Friday 29 April 2011

Testing Scala 2.9.0 (RC2) parallel collections: four extra key strokes, double speed

We have just tried the new parallel collections that you can find in Scala 2.9.0.RC2.

By adding .par at a few places, the software we tested ran almost twice (1.9 x) as fast on a two core processor. Running the same code on a four core processor was, as expected, quicker (2.7 x), but not four times as fast. That's quite a performance boost, with close to zero programming effort.

The software we've tested validates (electronic) pronunciation dictionaries, where each entry has an orthography, a phonetic transcription and some other stuff. The program runs a large number of quality checks to find problems (faulty transcriptions, inconsistencies, etc) that are hard or impossible for a human lexicographer to find. It runs hundreds or even thousands of validation rules, using regular expressions and other string processing, on a hundred thousand or more dictionary entries.

The software runs a sequence of validation rules on each input entry. The validation rules are independent of each other, suitable for running in parallel. The rules, living in a Seq, are applied in sequence in a call to map(...). By calling .par.map(...) on the Seqs holding the validation rules, a multi-core processor is now able to perform the validation in parallel (par returns a parallel version of a collection).

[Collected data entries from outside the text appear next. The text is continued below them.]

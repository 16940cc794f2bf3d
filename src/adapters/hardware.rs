//! Hardware adapter: bridges a GPIO backend and a clock to the domain ports.
//!
//! Owns the pin backend, the clock and the [`DistanceSensor`] driver, and
//! exposes them through [`RangeSensorPort`], [`PinPort`] and [`ClockPort`].
//! The control loop receives this one value and never sees the pieces,
//! so the same pins serve both the sensor and the indicator.

use embedded_hal::delay::DelayNs;
use embedded_hal::digital::PinState;

use crate::app::ports::{ClockPort, PinDirection, PinPort, RangeSensorPort};
use crate::error::{PinError, SensorError};
use crate::sensors::ultrasonic::{DistanceSensor, Measurement};

/// Concrete adapter that combines pins, clock and rangefinder behind port traits.
pub struct HardwareAdapter<P, C> {
    pins: P,
    clock: C,
    sensor: DistanceSensor,
}

impl<P: PinPort, C: ClockPort> HardwareAdapter<P, C> {
    pub fn new(pins: P, clock: C, sensor: DistanceSensor) -> Self {
        Self { pins, clock, sensor }
    }

    /// Hand the backend back (tests inspect recorded pin traffic this way).
    pub fn into_parts(self) -> (P, C) {
        (self.pins, self.clock)
    }
}

// ── RangeSensorPort implementation ────────────────────────────

impl<P: PinPort, C: ClockPort> RangeSensorPort for HardwareAdapter<P, C> {
    fn init_sensor(&mut self) -> Result<(), PinError> {
        self.sensor.initialize(&mut self.pins)
    }

    fn measure_distance(&mut self) -> Result<Measurement, SensorError> {
        self.sensor.measure(&mut self.pins, &mut self.clock)
    }
}

// ── PinPort implementation ────────────────────────────────────

impl<P: PinPort, C> PinPort for HardwareAdapter<P, C> {
    fn setup(&mut self, pin: u8, direction: PinDirection) -> Result<(), PinError> {
        self.pins.setup(pin, direction)
    }

    fn read(&mut self, pin: u8) -> Result<bool, PinError> {
        self.pins.read(pin)
    }

    fn write(&mut self, pin: u8, level: PinState) -> Result<(), PinError> {
        self.pins.write(pin, level)
    }

    fn cleanup(&mut self) -> Result<(), PinError> {
        self.pins.cleanup()
    }
}

// ── ClockPort implementation ──────────────────────────────────

impl<P, C: ClockPort> DelayNs for HardwareAdapter<P, C> {
    fn delay_ns(&mut self, ns: u32) {
        self.clock.delay_ns(ns);
    }

    fn delay_us(&mut self, us: u32) {
        self.clock.delay_us(us);
    }

    fn delay_ms(&mut self, ms: u32) {
        self.clock.delay_ms(ms);
    }
}

impl<P, C: ClockPort> ClockPort for HardwareAdapter<P, C> {
    fn now_us(&self) -> u64 {
        self.clock.now_us()
    }
}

Apart from using parallel collections at the point where the validation rules are run, we also run the main loop, reading the input lexicon data, using a parallel collection. Adding parallel collections at different places (the outermost loop and inside the validation) seems to add to the performance gain.

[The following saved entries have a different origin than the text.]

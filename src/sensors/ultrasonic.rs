//! HC-SR04 ultrasonic rangefinder driver.
//!
//! One measurement cycle:
//!
//! ```text
//!  TRIG  ──┐    ┌─ 10 µs ─┐
//!          └────┘         └──────────────────────────────
//!  ECHO  ─────────────────────┐                 ┌────────
//!                             └── round trip ───┘
//! ```
//!
//! The sensor answers a trigger pulse by holding ECHO high for the
//! round-trip time of the ping.  Both edge waits are bounded by
//! `echo_timeout_us`; a missing or stuck echo becomes a
//! [`SensorError::MeasurementTimeout`] instead of a hang.
//!
//! The driver keeps no state between calls.  Pins and clock are borrowed
//! per call so the same instances can be shared with the indicator.

use embedded_hal::digital::PinState;
use log::debug;

use crate::app::ports::{ClockPort, PinDirection, PinPort};
use crate::config::RangerConfig;
use crate::error::{EchoEdge, PinError, SensorError};

/// Time TRIG is held low before the pulse so the sensor sees a clean edge.
const TRIGGER_SETTLE_US: u32 = 2;

/// Result of one successful ping.
#[derive(Debug, Clone, Copy, PartialEq)]
pub struct Measurement {
    /// Distance to the nearest reflecting surface (cm, non-negative).
    pub distance_cm: f32,
    /// Width of the echo pulse that produced it (µs).
    pub pulse_us: u32,
}

impl Measurement {
    /// Convert an echo pulse width to a distance.  The pulse covers the
    /// round trip, hence the halving.
    pub fn from_pulse(pulse_us: u32, speed_of_sound_cm_per_us: f32) -> Self {
        Self {
            distance_cm: pulse_us as f32 * speed_of_sound_cm_per_us / 2.0,
            pulse_us,
        }
    }
}

/// Distance sensor driver.
#[derive(Debug, Clone)]
pub struct DistanceSensor {
    trigger_pin: u8,
    echo_pin: u8,
    trigger_pulse_us: u32,
    echo_timeout_us: u32,
    echo_poll_us: u32,
    cm_per_us: f32,
}

impl DistanceSensor {
    pub fn new(config: &RangerConfig) -> Self {
        Self {
            trigger_pin: config.trigger_pin,
            echo_pin: config.echo_pin,
            trigger_pulse_us: config.trigger_pulse_us,
            echo_timeout_us: config.echo_timeout_us,
            echo_poll_us: config.echo_poll_us,
            cm_per_us: config.speed_of_sound_cm_per_us(),
        }
    }

    /// Configure TRIG as output (idling low) and ECHO as input.
    pub fn initialize(&self, pins: &mut impl PinPort) -> Result<(), PinError> {
        pins.setup(self.trigger_pin, PinDirection::Output)?;
        pins.write(self.trigger_pin, PinState::Low)?;
        pins.setup(self.echo_pin, PinDirection::Input)?;
        debug!(
            "ultrasonic: TRIG=GPIO{} ECHO=GPIO{} ready",
            self.trigger_pin, self.echo_pin
        );
        Ok(())
    }

    /// Fire one ping and time the echo.
    pub fn measure(
        &self,
        pins: &mut impl PinPort,
        clock: &mut impl ClockPort,
    ) -> Result<Measurement, SensorError> {
        self.fire_trigger(pins, clock)?;

        let rise_us = self.wait_for_echo(pins, clock, true, EchoEdge::Rising)?;
        let fall_us = self.wait_for_echo(pins, clock, false, EchoEdge::Falling)?;

        // Monotonic clock: fall >= rise.  Clamp for the u32 field anyway.
        let pulse_us = fall_us.saturating_sub(rise_us).min(u64::from(u32::MAX)) as u32;
        Ok(Measurement::from_pulse(pulse_us, self.cm_per_us))
    }

    fn fire_trigger(
        &self,
        pins: &mut impl PinPort,
        clock: &mut impl ClockPort,
    ) -> Result<(), PinError> {
        pins.write(self.trigger_pin, PinState::Low)?;
        clock.delay_us(TRIGGER_SETTLE_US);
        pins.write(self.trigger_pin, PinState::High)?;
        clock.delay_us(self.trigger_pulse_us);
        pins.write(self.trigger_pin, PinState::Low)
    }

    /// Poll ECHO until it reads `level`; returns the timestamp it was seen.
    fn wait_for_echo(
        &self,
        pins: &mut impl PinPort,
        clock: &mut impl ClockPort,
        level: bool,
        edge: EchoEdge,
    ) -> Result<u64, SensorError> {
        let start = clock.now_us();
        loop {
            if pins.read(self.echo_pin)? == level {
                return Ok(clock.now_us());
            }
            if clock.now_us().saturating_sub(start) >= u64::from(self.echo_timeout_us) {
                return Err(SensorError::MeasurementTimeout { edge });
            }
            clock.delay_us(self.echo_poll_us);
        }
    }
}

An initial problem that we had, was that the Scala 2.9.0.RC2 API documentation fooled us to believe that foldLeft would, just like map, run in parallel. That appears to be incorrect. We had to change calls to foldLeft into calls to map (followed by an additional foldLeft to aggregate the result). I don't know if I've misunderstood the documentation, or if parallel foldLeft is pending.

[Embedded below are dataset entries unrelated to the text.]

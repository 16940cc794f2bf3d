//! Control loop: the hexagonal core.
//!
//! [`ControlLoop`] turns a stream of distance measurements into the
//! indicator's on/off decision.  All I/O flows through port traits
//! injected at call sites, so the loop runs unchanged against the board
//! or a mock.
//!
//! ```text
//!  RangeSensorPort ──▶ ┌──────────────────────┐ ──▶ EventSink
//!                      │     ControlLoop      │
//!          PinPort ◀── │ threshold · policy   │
//!                      └──────────────────────┘
//! ```
//!
//! The decision is memoryless: every iteration writes the LED from the
//! latest sample alone, redundant writes included.  A target sitting right
//! at the threshold will chatter the output.

use core::ops::{Deref, DerefMut};

use embedded_hal::digital::PinState;
use log::{info, warn};

use crate::config::{FailurePolicy, RangerConfig};
use crate::error::{Result, SensorError};
use crate::sensors::ultrasonic::Measurement;
use crate::shutdown::StopToken;

use super::events::AppEvent;
use super::ports::{ClockPort, EventSink, PinDirection, PinPort, RangeSensorPort};

// ───────────────────────────────────────────────────────────────
// Output state
// ───────────────────────────────────────────────────────────────

/// Indicator output, owned by the control loop.
#[derive(Debug, Clone, Copy, PartialEq, Eq, Default)]
pub enum OutputState {
    Asserted,
    #[default]
    Deasserted,
}

impl OutputState {
    /// Strict less-than: a target exactly at the threshold is "far".
    pub fn decide(distance_cm: f32, threshold_cm: f32) -> Self {
        if distance_cm < threshold_cm {
            Self::Asserted
        } else {
            Self::Deasserted
        }
    }

    pub fn is_asserted(self) -> bool {
        self == Self::Asserted
    }

    /// Pin level for an active-high LED.
    pub fn level(self) -> PinState {
        match self {
            Self::Asserted => PinState::High,
            Self::Deasserted => PinState::Low,
        }
    }
}

// ───────────────────────────────────────────────────────────────
// Loop statistics
// ───────────────────────────────────────────────────────────────

/// Counters accumulated over one run of the loop.
#[derive(Debug, Clone, Copy, PartialEq, Eq, Default)]
pub struct LoopStats {
    pub iterations: u64,
    pub samples: u64,
    pub failures: u64,
    /// Iterations that ended with the LED on.
    pub asserted: u64,
}

// ───────────────────────────────────────────────────────────────
// ControlLoop
// ───────────────────────────────────────────────────────────────

pub struct ControlLoop {
    threshold_cm: f32,
    policy: FailurePolicy,
    led_pin: u8,
    interval_ms: u32,
    output: OutputState,
    stats: LoopStats,
}

impl ControlLoop {
    pub fn new(config: &RangerConfig) -> Self {
        Self {
            threshold_cm: config.threshold_cm,
            policy: config.failure_policy,
            led_pin: config.led_pin,
            interval_ms: config.sample_interval_ms,
            output: OutputState::Deasserted,
            stats: LoopStats::default(),
        }
    }

    // ── Lifecycle ─────────────────────────────────────────────

    /// Configure the sensor lines and the indicator pin (driven low).
    ///
    /// Any pin failure here is fatal: the caller must not enter the loop.
    pub fn start(
        &mut self,
        hw: &mut (impl RangeSensorPort + PinPort),
        sink: &mut impl EventSink,
    ) -> Result<()> {
        hw.init_sensor()?;
        hw.setup(self.led_pin, PinDirection::Output)?;
        hw.write(self.led_pin, PinState::Low)?;
        self.output = OutputState::Deasserted;

        sink.emit(&AppEvent::Started {
            threshold_cm: self.threshold_cm,
        });
        info!(
            "ControlLoop started: threshold={:.1}cm interval={}ms policy={:?}",
            self.threshold_cm, self.interval_ms, self.policy
        );
        Ok(())
    }

    /// Run until `stop` is raised, then release the pins and return.
    ///
    /// The stop flag is checked at the top of each iteration.  Pin cleanup
    /// runs exactly once on every way out of this function, including a
    /// failed start and an unwinding panic.
    pub fn run<H>(
        &mut self,
        hw: &mut H,
        stop: &StopToken,
        sink: &mut impl EventSink,
    ) -> Result<LoopStats>
    where
        H: RangeSensorPort + PinPort + ClockPort,
    {
        let mut hw = PinCleanup::new(hw, self.led_pin);
        self.start(&mut *hw, sink)?;

        while !stop.is_stop_requested() {
            self.step(&mut *hw, sink);
            hw.delay_ms(self.interval_ms);
        }

        info!("Stop requested after {} iterations", self.stats.iterations);
        hw.release();
        sink.emit(&AppEvent::Stopped(self.stats));
        Ok(self.stats)
    }

    // ── Per-iteration decision ────────────────────────────────

    /// One iteration: sample, decide, write the LED, report.
    ///
    /// Never fails: measurement errors go through the failure policy and
    /// LED write errors are logged.
    pub fn step(
        &mut self,
        hw: &mut (impl RangeSensorPort + PinPort),
        sink: &mut impl EventSink,
    ) -> OutputState {
        let result = hw.measure_distance();
        let (output, event) = self.apply(result);

        if let Err(e) = hw.write(self.led_pin, output.level()) {
            warn!("LED write failed: {}", e);
        }
        sink.emit(&event);
        output
    }

    /// Fold one measurement result into the output state.
    fn apply(
        &mut self,
        result: core::result::Result<Measurement, SensorError>,
    ) -> (OutputState, AppEvent) {
        self.stats.iterations += 1;

        let (output, event) = match result {
            Ok(m) => {
                self.stats.samples += 1;
                let output = OutputState::decide(m.distance_cm, self.threshold_cm);
                (
                    output,
                    AppEvent::Sample {
                        distance_cm: m.distance_cm,
                        output,
                    },
                )
            }
            Err(error) => {
                self.stats.failures += 1;
                let output = match self.policy {
                    FailurePolicy::TreatAsFar => OutputState::Deasserted,
                    FailurePolicy::HoldPrevious => self.output,
                };
                (output, AppEvent::MeasurementFailed { error, output })
            }
        };

        if output.is_asserted() {
            self.stats.asserted += 1;
        }
        self.output = output;
        (output, event)
    }

    // ── Queries ───────────────────────────────────────────────

    pub fn output(&self) -> OutputState {
        self.output
    }

    pub fn stats(&self) -> LoopStats {
        self.stats
    }
}

// ───────────────────────────────────────────────────────────────
// Cleanup guard
// ───────────────────────────────────────────────────────────────

/// Owns the hardware borrow for the duration of [`ControlLoop::run`] and
/// puts the pins back on the way out, whichever way that is.
struct PinCleanup<'a, H: PinPort> {
    hw: &'a mut H,
    led_pin: u8,
    released: bool,
}

impl<'a, H: PinPort> PinCleanup<'a, H> {
    fn new(hw: &'a mut H, led_pin: u8) -> Self {
        Self {
            hw,
            led_pin,
            released: false,
        }
    }

    /// Deassert the LED and release every pin.  Idempotent.
    fn release(&mut self) {
        if self.released {
            return;
        }
        self.released = true;

        if let Err(e) = self.hw.write(self.led_pin, PinState::Low) {
            warn!("cleanup: LED off failed: {}", e);
        }
        match self.hw.cleanup() {
            Ok(()) => info!("cleanup: pins released"),
            Err(e) => warn!("cleanup: {}", e),
        }
    }
}

impl<H: PinPort> Deref for PinCleanup<'_, H> {
    type Target = H;

    fn deref(&self) -> &H {
        self.hw
    }
}

impl<H: PinPort> DerefMut for PinCleanup<'_, H> {
    fn deref_mut(&mut self) -> &mut H {
        self.hw
    }
}

impl<H: PinPort> Drop for PinCleanup<'_, H> {
    fn drop(&mut self) {
        self.release();
    }
}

Anyway, double speed, or more, with zero effort. It sounds too good to be true, but this quick test suggests that it works like a charm.

And now I want more cores.

5 comments:

J. Suereth said...

foldLeft is an operation that can't really be parallelized. What you want is a reduce, like in map-reduce, where you can combine two elements and return a third and *ordering does not matter*. foldLeft implies a left-associative ordering.

Nikolaj Lindberg said...

Ah, right. I guess I should have tried to find out what operations you can parallelize.

Thanks a lot for your explantion.

(But I still think the API documentation of foldLeft could be interpreted as if it maybe should work. An example from the nightly docs :

"Applies a binary operator to a start value and all elements of this mutable parallel sequence, going left to right.

Note: will not terminate for infinite-sized collections.

Note: might return different results for different runs, unless the underlying collection type is ordered. or the operator is associative and commutative.")

Nikolaj Lindberg said...

Gah. Above, it should read "Thanks a lot for your explanation". (Blogger will not let me edit my own comments.)

Mushtaq said...

Did you manually set the degree parallelism using the following?

collection.parallel.ForkJoinTasks.defaultForkJoinPool.setParallelism(parlevel: Int)

Using appropriate level I saw more 5 times performance boost for non-cpu-bound operations on a dual core.

I first saw that in Alex's answer here:

http://stackoverflow.com/questions/5424496/scala-parallel-collections-degree-of-parallelism

Nikolaj Lindberg said...

Mushtaq,

no, I didn't know about the stuff in your tip. Very interesting. I will give it a try.

Thanks.